• [Source records]:
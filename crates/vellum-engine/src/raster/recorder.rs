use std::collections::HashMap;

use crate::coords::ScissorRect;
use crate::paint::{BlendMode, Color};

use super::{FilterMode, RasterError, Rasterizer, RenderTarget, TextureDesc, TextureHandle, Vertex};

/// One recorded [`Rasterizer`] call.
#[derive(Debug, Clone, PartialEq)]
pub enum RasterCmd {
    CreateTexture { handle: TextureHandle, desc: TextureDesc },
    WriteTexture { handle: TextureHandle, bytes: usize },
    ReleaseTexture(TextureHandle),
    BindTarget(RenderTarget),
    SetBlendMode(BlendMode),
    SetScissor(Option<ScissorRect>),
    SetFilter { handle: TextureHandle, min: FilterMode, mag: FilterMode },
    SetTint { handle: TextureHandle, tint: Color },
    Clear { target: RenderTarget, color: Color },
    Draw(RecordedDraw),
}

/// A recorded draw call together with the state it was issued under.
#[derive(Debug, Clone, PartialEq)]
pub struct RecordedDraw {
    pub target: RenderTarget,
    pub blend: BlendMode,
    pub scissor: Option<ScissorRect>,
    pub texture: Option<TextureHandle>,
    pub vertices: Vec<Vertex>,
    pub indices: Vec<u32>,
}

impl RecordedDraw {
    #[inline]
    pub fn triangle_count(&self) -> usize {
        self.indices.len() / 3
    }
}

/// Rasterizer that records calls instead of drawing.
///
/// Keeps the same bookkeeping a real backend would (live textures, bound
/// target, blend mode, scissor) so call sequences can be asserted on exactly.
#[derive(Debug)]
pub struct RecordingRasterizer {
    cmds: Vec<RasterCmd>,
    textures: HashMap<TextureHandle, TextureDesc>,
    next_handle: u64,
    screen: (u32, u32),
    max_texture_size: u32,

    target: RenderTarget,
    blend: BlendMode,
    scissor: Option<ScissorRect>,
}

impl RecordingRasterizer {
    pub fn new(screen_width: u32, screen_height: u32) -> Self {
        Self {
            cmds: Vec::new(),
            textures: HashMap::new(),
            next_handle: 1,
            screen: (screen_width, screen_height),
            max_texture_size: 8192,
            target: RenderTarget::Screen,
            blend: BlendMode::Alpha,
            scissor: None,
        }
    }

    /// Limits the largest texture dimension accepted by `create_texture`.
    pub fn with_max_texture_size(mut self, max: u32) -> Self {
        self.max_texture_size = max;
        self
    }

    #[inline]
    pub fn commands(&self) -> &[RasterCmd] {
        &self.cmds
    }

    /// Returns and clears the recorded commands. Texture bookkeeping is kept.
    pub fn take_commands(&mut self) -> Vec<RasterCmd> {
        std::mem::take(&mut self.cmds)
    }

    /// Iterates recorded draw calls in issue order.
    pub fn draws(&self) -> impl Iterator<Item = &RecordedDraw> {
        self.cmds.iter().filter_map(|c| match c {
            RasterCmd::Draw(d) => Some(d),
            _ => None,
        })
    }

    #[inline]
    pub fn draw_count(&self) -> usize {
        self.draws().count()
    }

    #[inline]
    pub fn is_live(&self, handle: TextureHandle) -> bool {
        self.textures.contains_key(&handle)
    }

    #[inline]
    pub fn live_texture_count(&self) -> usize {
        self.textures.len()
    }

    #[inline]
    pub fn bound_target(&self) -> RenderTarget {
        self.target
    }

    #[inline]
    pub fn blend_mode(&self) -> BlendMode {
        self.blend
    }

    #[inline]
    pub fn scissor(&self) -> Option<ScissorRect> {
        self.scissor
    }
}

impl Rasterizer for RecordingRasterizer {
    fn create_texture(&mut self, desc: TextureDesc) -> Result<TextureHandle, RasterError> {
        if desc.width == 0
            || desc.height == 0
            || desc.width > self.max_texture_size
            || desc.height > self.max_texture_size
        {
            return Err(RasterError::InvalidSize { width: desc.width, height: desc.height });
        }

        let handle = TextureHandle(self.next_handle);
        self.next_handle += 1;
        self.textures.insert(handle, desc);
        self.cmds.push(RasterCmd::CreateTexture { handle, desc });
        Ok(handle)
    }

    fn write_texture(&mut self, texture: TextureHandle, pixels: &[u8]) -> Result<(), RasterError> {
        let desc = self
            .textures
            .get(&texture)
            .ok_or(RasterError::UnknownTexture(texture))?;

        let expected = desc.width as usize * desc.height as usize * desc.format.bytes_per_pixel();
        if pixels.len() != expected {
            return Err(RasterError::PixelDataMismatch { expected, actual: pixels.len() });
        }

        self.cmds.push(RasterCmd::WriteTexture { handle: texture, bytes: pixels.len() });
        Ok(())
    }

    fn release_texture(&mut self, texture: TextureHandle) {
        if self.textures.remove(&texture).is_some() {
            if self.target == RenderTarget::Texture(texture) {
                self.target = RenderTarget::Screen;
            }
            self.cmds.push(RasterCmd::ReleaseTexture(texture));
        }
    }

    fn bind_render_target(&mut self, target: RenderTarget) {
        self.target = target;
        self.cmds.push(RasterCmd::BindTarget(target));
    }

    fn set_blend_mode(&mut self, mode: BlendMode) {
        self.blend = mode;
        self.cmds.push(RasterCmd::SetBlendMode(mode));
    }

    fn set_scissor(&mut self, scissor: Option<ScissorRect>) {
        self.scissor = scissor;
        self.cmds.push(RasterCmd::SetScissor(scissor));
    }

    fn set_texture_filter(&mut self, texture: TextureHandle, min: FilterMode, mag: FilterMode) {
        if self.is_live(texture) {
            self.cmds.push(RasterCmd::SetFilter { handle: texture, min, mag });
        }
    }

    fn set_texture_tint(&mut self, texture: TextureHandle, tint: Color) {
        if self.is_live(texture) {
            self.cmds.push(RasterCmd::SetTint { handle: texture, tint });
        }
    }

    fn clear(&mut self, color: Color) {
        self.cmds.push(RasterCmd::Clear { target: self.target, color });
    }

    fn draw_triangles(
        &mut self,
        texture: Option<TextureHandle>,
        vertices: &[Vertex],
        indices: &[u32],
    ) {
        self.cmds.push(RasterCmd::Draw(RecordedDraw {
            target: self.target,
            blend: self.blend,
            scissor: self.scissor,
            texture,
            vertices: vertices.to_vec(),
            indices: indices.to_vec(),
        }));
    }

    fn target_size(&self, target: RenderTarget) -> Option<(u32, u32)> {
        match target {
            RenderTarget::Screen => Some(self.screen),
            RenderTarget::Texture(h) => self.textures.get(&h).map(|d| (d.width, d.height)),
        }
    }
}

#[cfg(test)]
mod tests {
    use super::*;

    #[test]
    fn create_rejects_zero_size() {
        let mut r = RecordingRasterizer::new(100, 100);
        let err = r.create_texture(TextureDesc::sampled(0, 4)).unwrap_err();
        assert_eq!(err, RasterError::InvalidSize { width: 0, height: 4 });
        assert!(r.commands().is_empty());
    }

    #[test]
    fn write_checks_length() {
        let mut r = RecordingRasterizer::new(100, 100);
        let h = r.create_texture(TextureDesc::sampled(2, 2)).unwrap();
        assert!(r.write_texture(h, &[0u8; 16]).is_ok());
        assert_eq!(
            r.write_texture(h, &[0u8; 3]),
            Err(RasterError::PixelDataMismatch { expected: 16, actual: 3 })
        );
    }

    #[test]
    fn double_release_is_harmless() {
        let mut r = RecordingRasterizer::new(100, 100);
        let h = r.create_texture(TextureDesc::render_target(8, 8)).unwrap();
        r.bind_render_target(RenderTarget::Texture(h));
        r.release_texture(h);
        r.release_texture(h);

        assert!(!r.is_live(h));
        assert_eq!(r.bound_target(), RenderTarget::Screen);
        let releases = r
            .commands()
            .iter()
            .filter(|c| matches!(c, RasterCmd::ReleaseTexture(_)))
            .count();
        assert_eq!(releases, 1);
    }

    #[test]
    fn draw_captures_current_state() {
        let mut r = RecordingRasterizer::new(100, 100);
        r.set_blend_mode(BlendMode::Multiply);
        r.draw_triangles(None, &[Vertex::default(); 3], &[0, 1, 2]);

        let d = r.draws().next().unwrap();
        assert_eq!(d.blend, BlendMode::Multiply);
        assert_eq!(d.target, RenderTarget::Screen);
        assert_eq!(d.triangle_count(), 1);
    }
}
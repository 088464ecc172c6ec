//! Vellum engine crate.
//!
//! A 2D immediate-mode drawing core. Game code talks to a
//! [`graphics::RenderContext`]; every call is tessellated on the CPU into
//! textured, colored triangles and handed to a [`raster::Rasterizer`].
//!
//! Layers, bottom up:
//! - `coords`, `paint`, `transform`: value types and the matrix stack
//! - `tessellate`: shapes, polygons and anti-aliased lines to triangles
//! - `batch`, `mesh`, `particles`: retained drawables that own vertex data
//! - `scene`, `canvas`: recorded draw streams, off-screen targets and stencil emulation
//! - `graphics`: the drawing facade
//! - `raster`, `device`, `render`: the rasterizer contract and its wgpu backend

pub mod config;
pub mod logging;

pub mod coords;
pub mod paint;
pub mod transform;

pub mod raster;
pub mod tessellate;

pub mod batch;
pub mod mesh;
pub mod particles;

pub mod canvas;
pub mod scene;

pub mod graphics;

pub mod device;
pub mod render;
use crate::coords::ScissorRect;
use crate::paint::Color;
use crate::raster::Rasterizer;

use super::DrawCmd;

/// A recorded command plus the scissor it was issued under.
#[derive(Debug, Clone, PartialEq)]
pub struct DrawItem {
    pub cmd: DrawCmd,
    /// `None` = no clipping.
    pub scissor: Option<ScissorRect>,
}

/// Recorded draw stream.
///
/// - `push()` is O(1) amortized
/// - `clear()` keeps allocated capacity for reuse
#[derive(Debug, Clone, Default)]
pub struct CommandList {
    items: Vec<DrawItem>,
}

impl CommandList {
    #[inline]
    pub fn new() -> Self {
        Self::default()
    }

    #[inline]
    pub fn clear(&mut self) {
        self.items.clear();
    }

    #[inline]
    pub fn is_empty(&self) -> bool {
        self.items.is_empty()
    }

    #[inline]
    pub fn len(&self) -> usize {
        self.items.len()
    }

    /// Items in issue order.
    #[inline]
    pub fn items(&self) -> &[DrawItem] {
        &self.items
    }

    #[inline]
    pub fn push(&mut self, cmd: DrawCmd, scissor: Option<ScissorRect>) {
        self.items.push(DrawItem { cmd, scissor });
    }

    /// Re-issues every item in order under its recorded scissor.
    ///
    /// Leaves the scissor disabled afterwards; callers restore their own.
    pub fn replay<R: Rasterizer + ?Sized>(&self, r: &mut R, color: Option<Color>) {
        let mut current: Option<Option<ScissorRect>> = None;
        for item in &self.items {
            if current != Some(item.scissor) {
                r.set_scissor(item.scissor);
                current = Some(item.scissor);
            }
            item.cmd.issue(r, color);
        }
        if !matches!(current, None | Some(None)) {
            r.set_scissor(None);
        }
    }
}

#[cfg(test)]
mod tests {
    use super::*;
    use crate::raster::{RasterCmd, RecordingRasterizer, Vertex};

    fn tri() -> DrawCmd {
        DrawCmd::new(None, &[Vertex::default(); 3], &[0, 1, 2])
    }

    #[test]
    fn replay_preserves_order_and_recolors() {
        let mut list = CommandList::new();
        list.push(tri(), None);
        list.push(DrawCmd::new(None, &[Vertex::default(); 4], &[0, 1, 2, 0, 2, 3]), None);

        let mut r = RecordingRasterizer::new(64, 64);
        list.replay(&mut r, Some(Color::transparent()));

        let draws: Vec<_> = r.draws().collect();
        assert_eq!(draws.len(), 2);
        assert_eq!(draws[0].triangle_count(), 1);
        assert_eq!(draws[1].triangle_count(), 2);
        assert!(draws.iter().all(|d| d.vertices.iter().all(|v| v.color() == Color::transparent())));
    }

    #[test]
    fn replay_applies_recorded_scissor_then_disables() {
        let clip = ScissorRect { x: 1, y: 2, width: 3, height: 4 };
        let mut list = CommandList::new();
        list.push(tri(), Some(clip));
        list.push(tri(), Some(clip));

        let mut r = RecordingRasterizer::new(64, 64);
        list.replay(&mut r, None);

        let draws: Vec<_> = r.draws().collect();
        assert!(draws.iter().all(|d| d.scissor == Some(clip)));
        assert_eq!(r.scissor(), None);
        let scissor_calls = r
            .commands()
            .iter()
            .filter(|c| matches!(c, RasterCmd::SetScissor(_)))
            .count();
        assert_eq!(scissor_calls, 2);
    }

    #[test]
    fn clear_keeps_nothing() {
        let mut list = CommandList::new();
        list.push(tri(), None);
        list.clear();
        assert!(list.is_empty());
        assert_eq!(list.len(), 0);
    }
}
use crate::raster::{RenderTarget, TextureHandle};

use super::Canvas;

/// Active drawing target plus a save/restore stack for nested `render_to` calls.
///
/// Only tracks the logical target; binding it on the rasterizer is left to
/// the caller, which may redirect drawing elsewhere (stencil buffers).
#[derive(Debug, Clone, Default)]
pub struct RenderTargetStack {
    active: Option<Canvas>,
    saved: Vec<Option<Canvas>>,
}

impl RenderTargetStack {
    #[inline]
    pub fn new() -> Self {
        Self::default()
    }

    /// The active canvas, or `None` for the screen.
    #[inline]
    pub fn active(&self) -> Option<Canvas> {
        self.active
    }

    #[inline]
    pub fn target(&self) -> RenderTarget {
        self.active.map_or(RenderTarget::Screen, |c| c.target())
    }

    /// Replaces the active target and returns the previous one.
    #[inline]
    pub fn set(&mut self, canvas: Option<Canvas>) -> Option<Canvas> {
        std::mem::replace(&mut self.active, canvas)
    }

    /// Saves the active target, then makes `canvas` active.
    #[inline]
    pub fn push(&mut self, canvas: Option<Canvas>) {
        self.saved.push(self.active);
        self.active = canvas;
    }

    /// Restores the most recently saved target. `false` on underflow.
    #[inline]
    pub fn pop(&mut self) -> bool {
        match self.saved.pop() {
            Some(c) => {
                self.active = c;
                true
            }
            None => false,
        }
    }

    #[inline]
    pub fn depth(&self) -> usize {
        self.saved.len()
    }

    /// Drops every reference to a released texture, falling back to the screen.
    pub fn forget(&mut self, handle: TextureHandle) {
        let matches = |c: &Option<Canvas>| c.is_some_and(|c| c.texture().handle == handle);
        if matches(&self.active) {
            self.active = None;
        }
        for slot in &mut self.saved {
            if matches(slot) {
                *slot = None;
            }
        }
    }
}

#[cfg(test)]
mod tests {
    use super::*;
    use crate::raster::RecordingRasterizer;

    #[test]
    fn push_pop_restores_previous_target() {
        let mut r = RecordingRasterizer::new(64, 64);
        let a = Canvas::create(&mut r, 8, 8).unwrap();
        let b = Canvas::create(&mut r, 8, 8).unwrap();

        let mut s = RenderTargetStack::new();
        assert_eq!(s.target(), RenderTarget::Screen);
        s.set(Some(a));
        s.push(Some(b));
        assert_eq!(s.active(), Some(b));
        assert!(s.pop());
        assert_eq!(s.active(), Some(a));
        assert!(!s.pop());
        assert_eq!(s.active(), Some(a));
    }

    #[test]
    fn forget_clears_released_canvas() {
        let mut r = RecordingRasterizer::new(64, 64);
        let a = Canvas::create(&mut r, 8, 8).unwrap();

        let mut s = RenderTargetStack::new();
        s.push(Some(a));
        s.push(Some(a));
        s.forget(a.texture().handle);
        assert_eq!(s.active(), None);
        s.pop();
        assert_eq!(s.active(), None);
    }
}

• [Work order]: Across the listing above, count every line containing the string "false" and give the result with no comment.

• [Task result]: 2